Your objective.
Wherever the word "children" shows up in the data, report the line it sits in.

(Collected data entries)

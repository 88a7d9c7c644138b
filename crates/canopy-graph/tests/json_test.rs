use canopy_graph::json::tree;
use canopy_graph::{Error, GraphOptions, Input};

#[test]
fn tree_input_builds_parent_child_adjacencies() {
    let input =
        Input::parse(r#"{"id":"A","name":"root","children":[{"id":"B"},{"id":"C","data":{"$aw":3}}]}"#)
            .unwrap();
    assert_eq!(input.root_id(7).unwrap(), "A");

    let g = input.to_graph(GraphOptions::tree()).unwrap();
    assert_eq!(g.node_ids(), vec!["A", "B", "C"]);
    assert!(g.get_adjacence("A", "B").is_some());
    assert!(g.get_adjacence("A", "C").is_some());
    assert!(g.get_adjacence("B", "C").is_none());
    assert_eq!(g.get_node("C").unwrap().data_f64("$aw"), Some(3.0));
    assert_eq!(g.get_node("A").unwrap().name, "root");
}

#[test]
fn graph_input_accepts_simple_and_extended_adjacencies() {
    let input = Input::parse(
        r#"[
            {"id":"1","name":"one","adjacencies":["2",{"nodeTo":"3","data":{"$color":"red"}}]},
            {"id":"2","adjacencies":[]},
            {"id":"3"}
        ]"#,
    )
    .unwrap();
    assert_eq!(input.root_id(0).unwrap(), "1");
    assert_eq!(input.root_id(2).unwrap(), "3");

    let g = input.to_graph(GraphOptions::radial()).unwrap();
    let [a, b] = g.get_adjacence("1", "3").unwrap();
    assert_eq!(a.data.get("$color").and_then(|v| v.as_str()), Some("red"));
    assert_eq!(b.data.get("$color").and_then(|v| v.as_str()), Some("red"));
    assert!(g.get_adjacence("2", "1").is_some());
}

#[test]
fn dangling_adjacency_is_a_structured_error() {
    let input = Input::parse(r#"[{"id":"1","adjacencies":["ghost"]}]"#).unwrap();
    match input.to_graph(GraphOptions::radial()) {
        Err(Error::DanglingReference { node, missing }) => {
            assert_eq!(node, "1");
            assert_eq!(missing, "ghost");
        }
        other => panic!("expected dangling reference, got {other:?}"),
    }
}

#[test]
fn root_index_is_checked() {
    let input = Input::parse(r#"[{"id":"1"}]"#).unwrap();
    assert!(matches!(
        input.root_id(3),
        Err(Error::RootIndexOutOfRange { index: 3, len: 1 })
    ));
    let empty = Input::parse("[]").unwrap();
    assert!(matches!(empty.root_id(0), Err(Error::EmptyGraph)));
}

#[test]
fn tree_utilities() {
    let Input::Tree(mut t) = Input::parse(
        r#"{"id":"r","children":[{"id":"a","children":[{"id":"a1","children":[{"id":"deep"}]}]},{"id":"b"}]}"#,
    )
    .unwrap() else {
        panic!("expected a tree");
    };

    assert_eq!(tree::parent_of(&t, "a1").map(|n| n.id.as_str()), Some("a"));
    assert!(tree::parent_of(&t, "r").is_none());
    assert_eq!(tree::subtree(&t, "a1").map(|n| n.children.len()), Some(1));
    assert!(tree::subtree(&t, "zzz").is_none());

    let leaves: Vec<(&str, usize)> = tree::leaves(&t, Some(3))
        .into_iter()
        .map(|(n, l)| (n.id.as_str(), l))
        .collect();
    assert_eq!(leaves, vec![("b", 2)]);

    let mut upto_one = Vec::new();
    tree::each_level(&t, 0, 1, &mut |n, l| upto_one.push((n.id.clone(), l)));
    assert_eq!(
        upto_one,
        vec![("r".to_string(), 0), ("a".to_string(), 1), ("b".to_string(), 1)]
    );

    tree::prune(&mut t, 1);
    assert!(tree::subtree(&t, "a").unwrap().children.is_empty());
    assert!(tree::subtree(&t, "a1").is_none());
}
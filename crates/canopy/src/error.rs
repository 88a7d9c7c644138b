pub type Result<T> = std::result::Result<T, Error>;

#[derive(Debug, thiserror::Error)]
pub enum Error {
    #[error(transparent)]
    Graph(#[from] canopy_graph::Error),

    #[error(transparent)]
    Layout(#[from] canopy_layout::Error),

    #[error(transparent)]
    Json(#[from] serde_json::Error),

    #[error("Invalid configuration: {message}")]
    Config { message: String },

    #[error("{what}: `{value}` is not implemented")]
    Unsupported { what: &'static str, value: String },

    #[error("Node `{id}` is not in the graph")]
    NodeNotFound { id: String },

    #[error("No graph loaded")]
    NotLoaded,
}

impl Error {
    pub(crate) fn unsupported(what: &'static str, value: impl Into<String>) -> Self {
        Error::Unsupported {
            what,
            value: value.into(),
        }
    }
}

Task response.
        Input::parse(r#"{"id":"A","name":"root","children":[{"id":"B"},{"id":"C","data":{"$aw":3}}]}"#)
        r#"{"id":"r","children":[{"id":"a","children":[{"id":"a1","children":[{"id":"deep"}]}]},{"id":"b"}]}"#,
    assert_eq!(tree::subtree(&t, "a1").map(|n| n.children.len()), Some(1));
    assert!(tree::subtree(&t, "a").unwrap().children.is_empty());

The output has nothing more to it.